FMLS2010 document[3] tells us the NCW/NBD visions. The work in implementing this vision in SwAF is done through the development of the future business model FMA. [4] This new technology land winnings and those yet to come lead without doubt to an increased amount of information that a warfighter needs to sort and filter. The full impact of information overload has not yet been seen. Developers are still in the phase where they cheers joyfully, “Hey, I just got this system connected with that one and they exchange information” but it’s not always that the whole process is really thought through. But warfighters, vendors and developers must not forget that Network-Centric means networking in a broader sense than just focus on technology; Systems, Business, Organizations, Personnel, Information and Technology all represent different views of the networking architecture[1]. Focusing only upon technology is not sufficient enough. The view must change so that the horizon gets broader enabling that the development of simulation support for the future is based on all the good work being done. 3. THE NEEDS The warfighter, regardless of it is in a simulation or in the real system may need accurate, timed, adequate,

recognizable information, and it should be delivered ondemand. Depending on the warfighters mission the need of information varies in quantity and quality and the information sources might change over time.
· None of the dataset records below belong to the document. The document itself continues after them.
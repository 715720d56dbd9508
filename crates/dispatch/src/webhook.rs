//! Webhook sender task and dispatcher front-end

use crate::{CooldownGate, DispatchError, EventKind};
use chrono::{DateTime, Utc};
use serde::Serialize;
use std::time::{Duration, Instant};
use tokio::sync::mpsc;
use tracing::{debug, info, warn};
use uuid::Uuid;
use zone_presence::{ZoneEvent, ZoneStatus};

/// Outbound webhook payload
#[derive(Debug, Clone, Serialize)]
#[serde(rename_all = "camelCase")]
pub struct WebhookPayload {
    pub event_id: Uuid,
    pub zone_id: String,
    pub status: String,
    pub occupancy_count: u32,
    pub timestamp: DateTime<Utc>,
}

/// Dispatcher configuration
#[derive(Debug, Clone)]
pub struct DispatcherConfig {
    /// Webhook endpoint URL; `None` disables outbound dispatch entirely
    pub endpoint: Option<String>,
    /// Cooldown window for signal-derived events
    pub signal_cooldown: Duration,
    /// Sender channel capacity; a full channel drops the notification
    pub queue_capacity: usize,
    /// HTTP request timeout
    pub request_timeout: Duration,
}

impl Default for DispatcherConfig {
    fn default() -> Self {
        Self {
            endpoint: None,
            signal_cooldown: Duration::from_secs(10),
            queue_capacity: 32,
            request_timeout: Duration::from_secs(5),
        }
    }
}

/// Cooldown-gated, fire-and-forget webhook dispatcher.
///
/// Owned by the detection worker. `spawn` starts the sender task on the
/// current tokio runtime; the worker side only ever performs a non-blocking
/// `try_send`, so dispatch can never stall a tick.
pub struct EventDispatcher {
    tx: Option<mpsc::Sender<WebhookPayload>>,
    gate: CooldownGate,
}

impl EventDispatcher {
    /// Create the dispatcher and spawn its sender task.
    ///
    /// Must be called from within a tokio runtime when an endpoint is
    /// configured.
    pub fn spawn(config: DispatcherConfig) -> Result<Self, DispatchError> {
        let gate = CooldownGate::new(config.signal_cooldown);

        let Some(endpoint) = config.endpoint.clone() else {
            debug!("no webhook endpoint configured, dispatch disabled");
            return Ok(Self { tx: None, gate });
        };

        let client = reqwest::Client::builder()
            .timeout(config.request_timeout)
            .build()
            .map_err(|e| DispatchError::Client(e.to_string()))?;

        let (tx, mut rx) = mpsc::channel::<WebhookPayload>(config.queue_capacity);

        tokio::spawn(async move {
            info!(endpoint = %endpoint, "webhook sender started");
            while let Some(payload) = rx.recv().await {
                match client.post(&endpoint).json(&payload).send().await {
                    Ok(resp) if resp.status().is_success() => {
                        debug!(zone = %payload.zone_id, status = %payload.status, "webhook delivered");
                    }
                    Ok(resp) => {
                        warn!(
                            zone = %payload.zone_id,
                            http_status = %resp.status(),
                            "webhook rejected by endpoint"
                        );
                    }
                    Err(e) => {
                        warn!(zone = %payload.zone_id, error = %e, "webhook dispatch failed");
                    }
                }
            }
            info!("webhook sender stopped");
        });

        Ok(Self { tx: Some(tx), gate })
    }

    /// Dispatcher that drops everything (no endpoint configured)
    pub fn disabled() -> Self {
        Self {
            tx: None,
            gate: CooldownGate::new(Duration::from_secs(10)),
        }
    }

    /// Dispatch a confirmed zone transition. Never cooled down.
    pub fn dispatch_zone_event(&mut self, event: &ZoneEvent, now: Instant) {
        let status = match event.status {
            ZoneStatus::Present => "present",
            ZoneStatus::Absent => "absent",
        };
        self.dispatch(
            &event.zone_id,
            EventKind::ZoneStatus,
            status,
            event.occupancy_count,
            now,
        );
    }

    /// Dispatch a signal-derived notification, subject to its cooldown.
    pub fn dispatch_signal_event(
        &mut self,
        zone_id: &str,
        kind: EventKind,
        status: &str,
        occupancy_count: u32,
        now: Instant,
    ) {
        self.dispatch(zone_id, kind, status, occupancy_count, now);
    }

    fn dispatch(
        &mut self,
        zone_id: &str,
        kind: EventKind,
        status: &str,
        occupancy_count: u32,
        now: Instant,
    ) {
        let Some(tx) = &self.tx else {
            return;
        };
        if !self.gate.should_send(zone_id, kind, now) {
            return;
        }

        let payload = WebhookPayload {
            event_id: Uuid::new_v4(),
            zone_id: zone_id.to_string(),
            status: status.to_string(),
            occupancy_count,
            timestamp: Utc::now(),
        };

        match tx.try_send(payload) {
            Ok(()) => self.gate.record_send(zone_id, kind, now),
            Err(mpsc::error::TrySendError::Full(_)) => {
                warn!(zone = zone_id, kind = kind.as_str(), "dispatch queue full, notification dropped");
            }
            Err(mpsc::error::TrySendError::Closed(_)) => {
                warn!("webhook sender gone, notification dropped");
            }
        }
    }
}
The overall approach – methodology, information exchange models, architecture, design, communication etc. – in building systems of the future ought to be the same regardless of what system that is to be built so that the systems are fully interoperable and back and forward compatible. 3.1 The solution for the future Currently the Global Information Grid (GIG), the NATO Net Enabled Capabilities (NNEC) and the Swedish Armed Force Enterprise Architecture (FMA) all enables interoperability in a layered structure: i.e. at the Technological, Syntactical, Semantically, Dynamical/Pragmatically and Conceptual interoperability [5, 6]. The GIG, the NNEC and the FMA are all built on system views containing the perspectives, Enterprise Services (capabilities), Enterprise Systems, Enterprise Functions, and Enterprise ability organized as a Capability Package (CP) with Technical,- Information- and Personnel components. In order to achieve interoperability in reality as well as in the simulation domain we suggest that Service Oriented Architecture (SOA)2 should be embraced in the HLA standard to take care of the technical interoperability problem of services. 4. SERVICE CONCEPT The service concept within FMA is straightforward and describes the interaction between a consumer3 and a provider. The consumer receives something with a value (the service) from a provider, in exchange for some suitable compensation. Unfortunately often an equality sign is put between service and interface leading software developers to think that just the use of CORBA makes the system service oriented. The service description is essential and do not only describes data structure/interface but also the provided capability, quality and the service verified usage. A service is on a higher level where the used technology is of subordinated significance. Services are there since they live longer than its implementation. It is presumable true, that even the cave men4 cleaned their homes using some kind of tools in the cleansing work. Back in 1865 the Whirlwind5 made it easier to clean the house and in 1907 the electrical “suction sweeper”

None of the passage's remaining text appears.